┌────────

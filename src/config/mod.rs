//! Configuration management.
//!
//! Supports configuration from:
//! - TOML config files
//! - Environment variables
//! - CLI arguments (for the `kolibri` binary)

use std::fmt;
use std::path::{Path, PathBuf};
use std::str::FromStr;

use serde::{Deserialize, Serialize};

use crate::codec::analyzer::{
    DEFAULT_MAX_PATTERNS, DEFAULT_MAX_PATTERN_LENGTH, DEFAULT_MAX_TRACKED,
    DEFAULT_MIN_PATTERN_LENGTH, DEFAULT_PATTERN_LENGTH_STEP, DEFAULT_SAMPLE_TARGET,
};
use crate::codec::deflate::{DEFAULT_LEVEL, MAX_LEVEL};
use crate::codec::token::MAX_TABLE_SIZE;
use crate::error::{KolibriError, Result};

/// Informational processing block size
pub const DEFAULT_BLOCK_SIZE: usize = 4096;

/// Main configuration struct
#[derive(Debug, Clone, Default, PartialEq, Serialize, Deserialize)]
pub struct Config {
    /// Codec configuration
    #[serde(default)]
    pub codec: CodecConfig,

    /// Logging configuration
    #[serde(default)]
    pub logging: LoggingConfig,
}

impl Config {
    /// Load configuration from a TOML file
    pub fn from_file(path: impl AsRef<Path>) -> Result<Self> {
        let path = path.as_ref();
        let content = std::fs::read_to_string(path).map_err(|e| {
            KolibriError::Config(format!("Failed to read {}: {e}", path.display()))
        })?;

        let config: Config = toml::from_str(&content)?;
        config.codec.validate()?;
        Ok(config)
    }

    /// Load configuration from environment variables
    pub fn from_env() -> Result<Self> {
        Self::default().with_env_overrides()
    }

    /// Apply `KOLIBRI_*` environment variables on top of this config
    pub fn with_env_overrides(mut self) -> Result<Self> {
        if let Ok(level) = std::env::var("KOLIBRI_LEVEL") {
            self.codec.compression_level = level
                .parse()
                .map_err(|_| KolibriError::Config(format!("Invalid KOLIBRI_LEVEL: {level}")))?;
        }
        if let Ok(size) = std::env::var("KOLIBRI_BLOCK_SIZE") {
            self.codec.block_size = size
                .parse()
                .map_err(|_| KolibriError::Config(format!("Invalid KOLIBRI_BLOCK_SIZE: {size}")))?;
        }
        if let Ok(policy) = std::env::var("KOLIBRI_VERSION_POLICY") {
            self.codec.version_policy = policy.parse()?;
        }
        if let Ok(level) = std::env::var("KOLIBRI_LOG") {
            self.logging.level = level;
        }

        self.codec.validate()?;
        Ok(self)
    }

    /// Default config file location (`<config_dir>/kolibri/config.toml`)
    pub fn default_path() -> Option<PathBuf> {
        dirs::config_dir().map(|p| p.join("kolibri").join("config.toml"))
    }

    /// Load from `path`, else the default location if it exists, else
    /// defaults; environment overrides are applied last.
    pub fn load(path: Option<&Path>) -> Result<Self> {
        let base = match path {
            Some(path) => Self::from_file(path)?,
            None => match Self::default_path().filter(|p| p.is_file()) {
                Some(path) => Self::from_file(path)?,
                None => Self::default(),
            },
        };
        base.with_env_overrides()
    }
}

/// How to react to a frame written by another format version
#[derive(Debug, Clone, Copy, PartialEq, Eq, Default, Serialize, Deserialize)]
#[serde(rename_all = "lowercase")]
pub enum VersionPolicy {
    /// Reject the frame
    Strict,
    /// Log a warning and continue
    #[default]
    Warn,
    /// Continue silently
    Ignore,
}

impl FromStr for VersionPolicy {
    type Err = KolibriError;

    fn from_str(s: &str) -> Result<Self> {
        match s.to_ascii_lowercase().as_str() {
            "strict" => Ok(VersionPolicy::Strict),
            "warn" => Ok(VersionPolicy::Warn),
            "ignore" => Ok(VersionPolicy::Ignore),
            other => Err(KolibriError::Config(format!(
                "Unknown version policy: {other} (expected strict, warn or ignore)"
            ))),
        }
    }
}

impl fmt::Display for VersionPolicy {
    fn fmt(&self, f: &mut fmt::Formatter<'_>) -> fmt::Result {
        let name = match self {
            VersionPolicy::Strict => "strict",
            VersionPolicy::Warn => "warn",
            VersionPolicy::Ignore => "ignore",
        };
        f.write_str(name)
    }
}

/// Codec configuration
#[derive(Debug, Clone, PartialEq, Serialize, Deserialize)]
#[serde(default)]
pub struct CodecConfig {
    /// DEFLATE level (0-9)
    pub compression_level: u32,

    /// Block size reported by the capability query
    pub block_size: usize,

    /// Shortest pattern length
    pub min_pattern_length: usize,

    /// Longest pattern length (inclusive)
    pub max_pattern_length: usize,

    /// Increment between pattern lengths
    pub pattern_length_step: usize,

    /// Distinct substrings tracked while scanning
    pub max_tracked_patterns: usize,

    /// Patterns kept for encoding
    pub max_patterns: usize,

    /// Buffer length divisor that sets the scan stride
    pub sample_target: usize,

    /// Store the pattern table in frame metadata
    pub embed_table: bool,

    /// Check the CRC-32 on decompress
    pub verify_checksum: bool,

    /// Reaction to frames from another format version
    pub version_policy: VersionPolicy,
}

impl Default for CodecConfig {
    fn default() -> Self {
        Self {
            compression_level: DEFAULT_LEVEL,
            block_size: DEFAULT_BLOCK_SIZE,
            min_pattern_length: DEFAULT_MIN_PATTERN_LENGTH,
            max_pattern_length: DEFAULT_MAX_PATTERN_LENGTH,
            pattern_length_step: DEFAULT_PATTERN_LENGTH_STEP,
            max_tracked_patterns: DEFAULT_MAX_TRACKED,
            max_patterns: DEFAULT_MAX_PATTERNS,
            sample_target: DEFAULT_SAMPLE_TARGET,
            embed_table: true,
            verify_checksum: true,
            version_policy: VersionPolicy::Warn,
        }
    }
}

impl CodecConfig {
    /// Reject settings the pipeline cannot honor
    pub fn validate(&self) -> Result<()> {
        if self.compression_level > MAX_LEVEL {
            return Err(KolibriError::Config(format!(
                "compression_level must be 0-{MAX_LEVEL}, got {}",
                self.compression_level
            )));
        }
        if self.min_pattern_length == 0 || self.min_pattern_length > self.max_pattern_length {
            return Err(KolibriError::Config(format!(
                "pattern lengths must satisfy 0 < min <= max, got {}..={}",
                self.min_pattern_length, self.max_pattern_length
            )));
        }
        if self.pattern_length_step == 0 {
            return Err(KolibriError::Config(
                "pattern_length_step must be positive".to_string(),
            ));
        }
        if self.sample_target == 0 {
            return Err(KolibriError::Config(
                "sample_target must be positive".to_string(),
            ));
        }
        if self.max_patterns > MAX_TABLE_SIZE {
            return Err(KolibriError::Config(format!(
                "max_patterns must be at most {MAX_TABLE_SIZE}, got {}",
                self.max_patterns
            )));
        }
        Ok(())
    }
}

/// Logging configuration
#[derive(Debug, Clone, PartialEq, Serialize, Deserialize)]
#[serde(default)]
pub struct LoggingConfig {
    /// Default filter directive (overridden by `RUST_LOG`)
    pub level: String,

    /// Emit JSON log lines
    pub json: bool,
}

impl Default for LoggingConfig {
    fn default() -> Self {
        Self {
            level: "warn".to_string(),
            json: false,
        }
    }
}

└────────

### What to produce
Print every record exactly as it was given.

### Response for this exercise
filename src/config/mod.rs
//! Configuration management.
//!
//! Supports configuration from:
//! - TOML config files
//! - Environment variables
//! - CLI arguments (for the `kolibri` binary)

use std::fmt;
use std::path::{Path, PathBuf};
use std::str::FromStr;

use serde::{Deserialize, Serialize};

use crate::codec::analyzer::{
    DEFAULT_MAX_PATTERNS, DEFAULT_MAX_PATTERN_LENGTH, DEFAULT_MAX_TRACKED,
    DEFAULT_MIN_PATTERN_LENGTH, DEFAULT_PATTERN_LENGTH_STEP, DEFAULT_SAMPLE_TARGET,
};
use crate::codec::deflate::{DEFAULT_LEVEL, MAX_LEVEL};
use crate::codec::token::MAX_TABLE_SIZE;
use crate::error::{KolibriError, Result};

/// Informational processing block size
pub const DEFAULT_BLOCK_SIZE: usize = 4096;

/// Main configuration struct
#[derive(Debug, Clone, Default, PartialEq, Serialize, Deserialize)]
pub struct Config {
    /// Codec configuration
    #[serde(default)]
    pub codec: CodecConfig,

    /// Logging configuration
    #[serde(default)]
    pub logging: LoggingConfig,
}

impl Config {
    /// Load configuration from a TOML file
    pub fn from_file(path: impl AsRef<Path>) -> Result<Self> {
        let path = path.as_ref();
        let content = std::fs::read_to_string(path).map_err(|e| {
            KolibriError::Config(format!("Failed to read {}: {e}", path.display()))
        })?;

        let config: Config = toml::from_str(&content)?;
        config.codec.validate()?;
        Ok(config)
    }

    /// Load configuration from environment variables
    pub fn from_env() -> Result<Self> {
        Self::default().with_env_overrides()
    }

    /// Apply `KOLIBRI_*` environment variables on top of this config
    pub fn with_env_overrides(mut self) -> Result<Self> {
        if let Ok(level) = std::env::var("KOLIBRI_LEVEL") {
            self.codec.compression_level = level
                .parse()
                .map_err(|_| KolibriError::Config(format!("Invalid KOLIBRI_LEVEL: {level}")))?;
        }
        if let Ok(size) = std::env::var("KOLIBRI_BLOCK_SIZE") {
            self.codec.block_size = size
                .parse()
                .map_err(|_| KolibriError::Config(format!("Invalid KOLIBRI_BLOCK_SIZE: {size}")))?;
        }
        if let Ok(policy) = std::env::var("KOLIBRI_VERSION_POLICY") {
            self.codec.version_policy = policy.parse()?;
        }
        if let Ok(level) = std::env::var("KOLIBRI_LOG") {
            self.logging.level = level;
        }

        self.codec.validate()?;
        Ok(self)
    }

    /// Default config file location (`<config_dir>/kolibri/config.toml`)
    pub fn default_path() -> Option<PathBuf> {
        dirs::config_dir().map(|p| p.join("kolibri").join("config.toml"))
    }

    /// Load from `path`, else the default location if it exists, else
    /// defaults; environment overrides are applied last.
    pub fn load(path: Option<&Path>) -> Result<Self> {
        let base = match path {
            Some(path) => Self::from_file(path)?,
            None => match Self::default_path().filter(|p| p.is_file()) {
                Some(path) => Self::from_file(path)?,
                None => Self::default(),
            },
        };
        base.with_env_overrides()
    }
}

/// How to react to a frame written by another format version
#[derive(Debug, Clone, Copy, PartialEq, Eq, Default, Serialize, Deserialize)]
#[serde(rename_all = "lowercase")]
pub enum VersionPolicy {
    /// Reject the frame
    Strict,
    /// Log a warning and continue
    #[default]
    Warn,
    /// Continue silently
    Ignore,
}

impl FromStr for VersionPolicy {
    type Err = KolibriError;

    fn from_str(s: &str) -> Result<Self> {
        match s.to_ascii_lowercase().as_str() {
            "strict" => Ok(VersionPolicy::Strict),
            "warn" => Ok(VersionPolicy::Warn),
            "ignore" => Ok(VersionPolicy::Ignore),
            other => Err(KolibriError::Config(format!(
                "Unknown version policy: {other} (expected strict, warn or ignore)"
            ))),
        }
    }
}

impl fmt::Display for VersionPolicy {
    fn fmt(&self, f: &mut fmt::Formatter<'_>) -> fmt::Result {
        let name = match self {
            VersionPolicy::Strict => "strict",
            VersionPolicy::Warn => "warn",
            VersionPolicy::Ignore => "ignore",
        };
        f.write_str(name)
    }
}

/// Codec configuration
#[derive(Debug, Clone, PartialEq, Serialize, Deserialize)]
#[serde(default)]
pub struct CodecConfig {
    /// DEFLATE level (0-9)
    pub compression_level: u32,

    /// Block size reported by the capability query
    pub block_size: usize,

    /// Shortest pattern length
    pub min_pattern_length: usize,

    /// Longest pattern length (inclusive)
    pub max_pattern_length: usize,

    /// Increment between pattern lengths
    pub pattern_length_step: usize,

    /// Distinct substrings tracked while scanning
    pub max_tracked_patterns: usize,

    /// Patterns kept for encoding
    pub max_patterns: usize,

    /// Buffer length divisor that sets the scan stride
    pub sample_target: usize,

    /// Store the pattern table in frame metadata
    pub embed_table: bool,

    /// Check the CRC-32 on decompress
    pub verify_checksum: bool,

    /// Reaction to frames from another format version
    pub version_policy: VersionPolicy,
}

impl Default for CodecConfig {
    fn default() -> Self {
        Self {
            compression_level: DEFAULT_LEVEL,
            block_size: DEFAULT_BLOCK_SIZE,
            min_pattern_length: DEFAULT_MIN_PATTERN_LENGTH,
            max_pattern_length: DEFAULT_MAX_PATTERN_LENGTH,
            pattern_length_step: DEFAULT_PATTERN_LENGTH_STEP,
            max_tracked_patterns: DEFAULT_MAX_TRACKED,
            max_patterns: DEFAULT_MAX_PATTERNS,
            sample_target: DEFAULT_SAMPLE_TARGET,
            embed_table: true,
            verify_checksum: true,
            version_policy: VersionPolicy::Warn,
        }
    }
}

impl CodecConfig {
    /// Reject settings the pipeline cannot honor
    pub fn validate(&self) -> Result<()> {
        if self.compression_level > MAX_LEVEL {
            return Err(KolibriError::Config(format!(
                "compression_level must be 0-{MAX_LEVEL}, got {}",
                self.compression_level
            )));
        }
        if self.min_pattern_length == 0 || self.min_pattern_length > self.max_pattern_length {
            return Err(KolibriError::Config(format!(
                "pattern lengths must satisfy 0 < min <= max, got {}..={}",
                self.min_pattern_length, self.max_pattern_length
            )));
        }
        if self.pattern_length_step == 0 {
            return Err(KolibriError::Config(
                "pattern_length_step must be positive".to_string(),
            ));
        }
        if self.sample_target == 0 {
            return Err(KolibriError::Config(
                "sample_target must be positive".to_string(),
            ));
        }
        if self.max_patterns > MAX_TABLE_SIZE {
            return Err(KolibriError::Config(format!(
                "max_patterns must be at most {MAX_TABLE_SIZE}, got {}",
                self.max_patterns
            )));
        }
        Ok(())
    }
}

/// Logging configuration
#[derive(Debug, Clone, PartialEq, Serialize, Deserialize)]
#[serde(default)]
pub struct LoggingConfig {
    /// Default filter directive (overridden by `RUST_LOG`)
    pub level: String,

    /// Emit JSON log lines
    pub json: bool,
}

impl Default for LoggingConfig {
    fn default() -> Self {
        Self {
            level: "warn".to_string(),
            json: false,
        }
    }
}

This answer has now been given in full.